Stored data

-- Opening Marker --

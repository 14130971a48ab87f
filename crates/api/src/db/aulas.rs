//! Lesson log and attendance query builders.

use sea_query::{Expr, OnConflict, Order, Query, SqliteQueryBuilder};

use super::Built;
use super::tables::{Aulas, Presencas, Users};

/// Column order: id, plano_id, data, periodo, conteudo, quantidade,
/// created_by, created_at.
fn aula_columns(q: &mut sea_query::SelectStatement) -> &mut sea_query::SelectStatement {
    q.columns([
        Aulas::Id,
        Aulas::PlanoId,
        Aulas::Data,
        Aulas::Periodo,
        Aulas::Conteudo,
        Aulas::Quantidade,
        Aulas::CreatedBy,
        Aulas::CreatedAt,
    ])
}

pub struct NewAula<'a> {
    pub id: &'a str,
    pub plano_id: &'a str,
    pub data: &'a str,
    pub periodo: &'a str,
    pub conteudo: &'a str,
    pub quantidade: i64,
    pub created_by: &'a str,
}

pub fn insert(instituicao_id: &str, a: &NewAula<'_>) -> Built {
    Query::insert()
        .into_table(Aulas::Table)
        .columns([
            Aulas::Id,
            Aulas::InstituicaoId,
            Aulas::PlanoId,
            Aulas::Data,
            Aulas::Periodo,
            Aulas::Conteudo,
            Aulas::Quantidade,
            Aulas::CreatedBy,
        ])
        .values_panic([
            a.id.into(),
            instituicao_id.into(),
            a.plano_id.into(),
            a.data.into(),
            a.periodo.into(),
            a.conteudo.into(),
            a.quantidade.into(),
            a.created_by.into(),
        ])
        .build(SqliteQueryBuilder)
}

pub fn get(instituicao_id: &str, id: &str) -> Built {
    let mut q = Query::select().to_owned();
    aula_columns(&mut q);
    q.from(Aulas::Table)
        .and_where(Expr::col(Aulas::Id).eq(id))
        .and_where(Expr::col(Aulas::InstituicaoId).eq(instituicao_id))
        .build(SqliteQueryBuilder)
}

pub fn list(instituicao_id: &str, plano_id: Option<&str>) -> Built {
    let mut q = Query::select().to_owned();
    aula_columns(&mut q);
    q.from(Aulas::Table)
        .and_where(Expr::col(Aulas::InstituicaoId).eq(instituicao_id));
    if let Some(plano) = plano_id {
        q.and_where(Expr::col(Aulas::PlanoId).eq(plano));
    }
    q.order_by(Aulas::Data, Order::Asc)
        .build(SqliteQueryBuilder)
}

// ── Presenças ──────────────────────────────────────────────────────────────

pub fn upsert_presenca(
    instituicao_id: &str,
    id: &str,
    aula_id: &str,
    aluno_id: &str,
    status: &str,
    observacao: Option<&str>,
) -> Built {
    Query::insert()
        .into_table(Presencas::Table)
        .columns([
            Presencas::Id,
            Presencas::InstituicaoId,
            Presencas::AulaId,
            Presencas::AlunoId,
            Presencas::Status,
            Presencas::Observacao,
        ])
        .values_panic([
            id.into(),
            instituicao_id.into(),
            aula_id.into(),
            aluno_id.into(),
            status.into(),
            observacao.map(|s| s.to_string()).into(),
        ])
        .on_conflict(
            OnConflict::columns([Presencas::AulaId, Presencas::AlunoId])
                .update_columns([Presencas::Status, Presencas::Observacao])
                .to_owned(),
        )
        .build(SqliteQueryBuilder)
}

/// Column order: aluno_id, aluno nome, status, observacao.
pub fn list_presencas(instituicao_id: &str, aula_id: &str) -> Built {
    Query::select()
        .column((Presencas::Table, Presencas::AlunoId))
        .column((Users::Table, Users::Nome))
        .column((Presencas::Table, Presencas::Status))
        .column((Presencas::Table, Presencas::Observacao))
        .from(Presencas::Table)
        .inner_join(
            Users::Table,
            Expr::col((Users::Table, Users::Id)).equals((Presencas::Table, Presencas::AlunoId)),
        )
        .and_where(Expr::col((Presencas::Table, Presencas::InstituicaoId)).eq(instituicao_id))
        .and_where(Expr::col((Presencas::Table, Presencas::AulaId)).eq(aula_id))
        .order_by((Users::Table, Users::Nome), Order::Asc)
        .build(SqliteQueryBuilder)
}
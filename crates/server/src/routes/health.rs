use axum::Json;

use dsicola_api::HealthResponse;

pub async fn health() -> Json<HealthResponse> {
    Json(HealthResponse {
        status: "ok".into(),
        version: env!("CARGO_PKG_VERSION").into(),
    })
}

-- Closing Marker --

**TASK TO CARRY OUT**
Search the entries for the word "Option" and copy every line that holds it.

**WRITTEN RESPONSE**
pub fn list(instituicao_id: &str, plano_id: Option<&str>) -> Built {
    observacao: Option<&str>,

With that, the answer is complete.